(Task requirements):
State how many lines of the entries hold the string "required", and nothing more.

Collected data entries
▬▬▬▬▬▬▬▬▬▬
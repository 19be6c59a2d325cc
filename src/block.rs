//! The indentation-driven block state machines.
//!
//! An [`Initial`] block owns one node position: it reads node
//! properties, dispatches on the first content character, and either
//! finishes as a scalar child or delegates to a [`Mapping`] or
//! [`Sequence`] machine. Parents watch the column of each incoming
//! line; a dedent concludes the current child and re-dispatches the
//! line one level up, signalled by [`Outcome::Retry`].

use crate::classify::{classify, key_string};
use crate::context::{read_node_properties, Context, Scope};
use crate::error::Result;
use crate::flow::FlowContainer;
use crate::line::Line;
use crate::scalar::{parse_chomp, BlockScalar, Child, DoubleQuoted, PlainScalar, SingleQuoted};
use crate::value::Value;
use indexmap::IndexMap;

/// What a block did with a line it was handed.
#[derive(Debug, Clone, Copy, PartialEq, Eq)]
pub(crate) enum Outcome {
    /// The line was consumed.
    Consumed,
    /// The block is finished and the line belongs to an enclosing
    /// machine; the caller must conclude this block and re-dispatch.
    Retry,
}

/// The column a line competes with against a child's required indent.
///
/// A leading `-` counts as the column after the dash, so a
/// zero-indented sequence still nests under `key:`.
fn effective_column(line: &Line) -> usize {
    if line.at_dash() {
        line.column() + 1
    } else {
        line.column()
    }
}

/// A delegated container machine.
pub(crate) enum Block {
    Mapping(Mapping),
    Sequence(Sequence),
}

impl Block {
    fn process_line(&mut self, line: &mut Line, ctx: &mut Context) -> Result<Outcome> {
        match self {
            Block::Mapping(m) => m.process_line(line, ctx),
            Block::Sequence(s) => s.process_line(line, ctx),
        }
    }

    fn process_blank_line(&mut self) {
        match self {
            Block::Mapping(m) => m.process_blank_line(),
            Block::Sequence(s) => s.process_blank_line(),
        }
    }

    fn conclude(self, ctx: &mut Context) -> Result<Value> {
        match self {
            Block::Mapping(m) => m.conclude(ctx),
            Block::Sequence(s) => s.conclude(ctx),
        }
    }

    fn wants_raw_lines(&self) -> bool {
        match self {
            Block::Mapping(m) => m.wants_raw_lines(),
            Block::Sequence(s) => s.wants_raw_lines(),
        }
    }
}

// ---------------------------------------------------------------------------
// Initial block
// ---------------------------------------------------------------------------

enum InitialState {
    Start,
    Scalar(Child),
    Delegate(Box<Block>),
}

/// The machine for one node position.
pub(crate) struct Initial {
    scope: Scope,
    indent: usize,
    state: InitialState,
}

impl Initial {
    pub fn new(scope: Scope, indent: usize) -> Self {
        Initial {
            scope,
            indent,
            state: InitialState::Start,
        }
    }

    /// The required indentation column of this node.
    pub fn indent(&self) -> usize {
        self.indent
    }

    /// True while a descendant consumes raw lines regardless of
    /// indent (an open block scalar or flow container).
    pub fn wants_raw_lines(&self) -> bool {
        match &self.state {
            InitialState::Start => false,
            InitialState::Scalar(child) => child.wants_raw_lines(),
            InitialState::Delegate(block) => block.wants_raw_lines(),
        }
    }

    pub fn process_blank_line(&mut self) {
        match &mut self.state {
            InitialState::Start => {}
            InitialState::Scalar(child) => child.process_blank_line(),
            InitialState::Delegate(block) => block.process_blank_line(),
        }
    }

    pub fn process_line(&mut self, line: &mut Line, ctx: &mut Context) -> Result<Outcome> {
        match &mut self.state {
            InitialState::Start => {
                if line.is_comment_only() {
                    return Ok(Outcome::Consumed);
                }
                read_node_properties(line, &mut self.scope, ctx, false)?;
                if line.at_content_end() {
                    return Ok(Outcome::Consumed);
                }
                self.dispatch(line, ctx)
            }
            InitialState::Scalar(child) => {
                if line.is_comment_only() && !child.wants_raw_lines() {
                    return Ok(Outcome::Consumed);
                }
                if child.terminated() {
                    return Err(line.syntax_error("Unexpected content after scalar"));
                }
                child.continuation(line, ctx)
            }
            InitialState::Delegate(block) => match block.process_line(line, ctx)? {
                Outcome::Consumed => Ok(Outcome::Consumed),
                Outcome::Retry => {
                    // The delegate dedented. Below our own indent the
                    // line belongs to an ancestor; in between, it
                    // matches no open block.
                    if effective_column(line) < self.indent {
                        Ok(Outcome::Retry)
                    } else {
                        Err(line.indentation_error("Content at unexpected column"))
                    }
                }
            },
        }
    }

    /// Read the first content of the node.
    fn dispatch(&mut self, line: &mut Line, ctx: &mut Context) -> Result<Outcome> {
        let column = line.column();

        if line.accept('*') {
            let name = line.take_while(|c| !c.is_whitespace() && !"[]{},".contains(c));
            let value = ctx
                .lookup_anchor(name)
                .cloned()
                .ok_or_else(|| line.reference_error(format!("Unknown alias: {}", name)))?;
            line.skip_spaces();
            if !line.at_content_end() {
                return Err(line.syntax_error("Unexpected content after alias"));
            }
            self.state = InitialState::Scalar(Child::Alias(value));
            return Ok(Outcome::Consumed);
        }

        if line.at_dash() {
            let mut sequence = Sequence::new(self.scope.clone(), column);
            let outcome = sequence.process_line(line, ctx)?;
            self.state = InitialState::Delegate(Box::new(Block::Sequence(sequence)));
            return Ok(outcome);
        }

        if line.accept('"') {
            let scalar = DoubleQuoted::begin(line)?;
            return self.settle_quoted(Child::DoubleQuoted(scalar), column, line, ctx);
        }

        if line.accept('\'') {
            let scalar = SingleQuoted::begin(line);
            return self.settle_quoted(Child::SingleQuoted(scalar), column, line, ctx);
        }

        if line.accept('[') {
            let container = FlowContainer::begin(false, self.scope.clone(), line, ctx)?;
            return self.settle_flow(container, column, line, ctx);
        }

        if line.accept('{') {
            let container = FlowContainer::begin(true, self.scope.clone(), line, ctx)?;
            return self.settle_flow(container, column, line, ctx);
        }

        if line.at_question() {
            let mut mapping = Mapping::new_explicit(self.scope.clone(), column);
            let outcome = mapping.process_line(line, ctx)?;
            self.state = InitialState::Delegate(Box::new(Block::Mapping(mapping)));
            return Ok(outcome);
        }

        if line.at_colon() {
            return Err(line.syntax_error("Standalone mapping value"));
        }

        if let Some(header) = line.accept_any("|>") {
            let chomp = parse_chomp(line);
            line.skip_spaces();
            if !line.at_content_end() {
                return Err(line.syntax_error("Unexpected content after block scalar header"));
            }
            let scalar = BlockScalar::new(header == '>', chomp, self.indent);
            self.state = InitialState::Scalar(Child::Block(scalar));
            return Ok(Outcome::Consumed);
        }

        let scalar = PlainScalar::begin(line, false);
        if line.accept_colon() {
            let (key_value, _) = classify(&scalar.text, None, ctx.version_or_default());
            let key = key_string(&key_value);
            let mapping = Mapping::with_first_key(self.scope.clone(), column, key, line, ctx)?;
            self.state = InitialState::Delegate(Box::new(Block::Mapping(mapping)));
            return Ok(Outcome::Consumed);
        }
        self.state = InitialState::Scalar(Child::Plain(scalar));
        Ok(Outcome::Consumed)
    }

    /// A quoted scalar read on the first line: terminated and followed
    /// by a colon it becomes the first mapping key.
    fn settle_quoted(
        &mut self,
        child: Child,
        column: usize,
        line: &mut Line,
        ctx: &mut Context,
    ) -> Result<Outcome> {
        if child.terminated() {
            line.skip_spaces();
            if line.accept_colon() {
                let key = match &child {
                    Child::DoubleQuoted(s) => s.text.clone(),
                    Child::SingleQuoted(s) => s.text.clone(),
                    _ => unreachable!("quoted child expected"),
                };
                let mapping = Mapping::with_first_key(self.scope.clone(), column, key, line, ctx)?;
                self.state = InitialState::Delegate(Box::new(Block::Mapping(mapping)));
                return Ok(Outcome::Consumed);
            }
            if !line.at_content_end() {
                return Err(line.syntax_error("Unexpected content after quoted scalar"));
            }
        }
        self.state = InitialState::Scalar(child);
        Ok(Outcome::Consumed)
    }

    /// A flow container opened on the first line: closed and followed
    /// by a colon its JSON form becomes the first mapping key.
    fn settle_flow(
        &mut self,
        container: FlowContainer,
        column: usize,
        line: &mut Line,
        ctx: &mut Context,
    ) -> Result<Outcome> {
        if container.terminated() {
            line.skip_spaces();
            if line.accept_colon() {
                let key_value = container.into_value()?;
                let key = key_string(&key_value);
                let mapping = Mapping::with_first_key(self.scope.clone(), column, key, line, ctx)?;
                self.state = InitialState::Delegate(Box::new(Block::Mapping(mapping)));
                return Ok(Outcome::Consumed);
            }
            if !line.at_content_end() {
                return Err(line.syntax_error("Unexpected content after flow collection"));
            }
        }
        self.state = InitialState::Scalar(Child::Flow(container));
        Ok(Outcome::Consumed)
    }

    /// Finish the node: materialize its value and save pending
    /// node properties.
    pub fn conclude(self, ctx: &mut Context) -> Result<Value> {
        let value = match self.state {
            InitialState::Start => Value::Null,
            InitialState::Scalar(child) => child.into_value(ctx, &self.scope)?,
            InitialState::Delegate(block) => block.conclude(ctx)?,
        };
        self.scope.save_node_properties(ctx, &value);
        Ok(value)
    }
}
▬▬▬▬▬▬▬▬▬▬
(Solution to this exercise):
2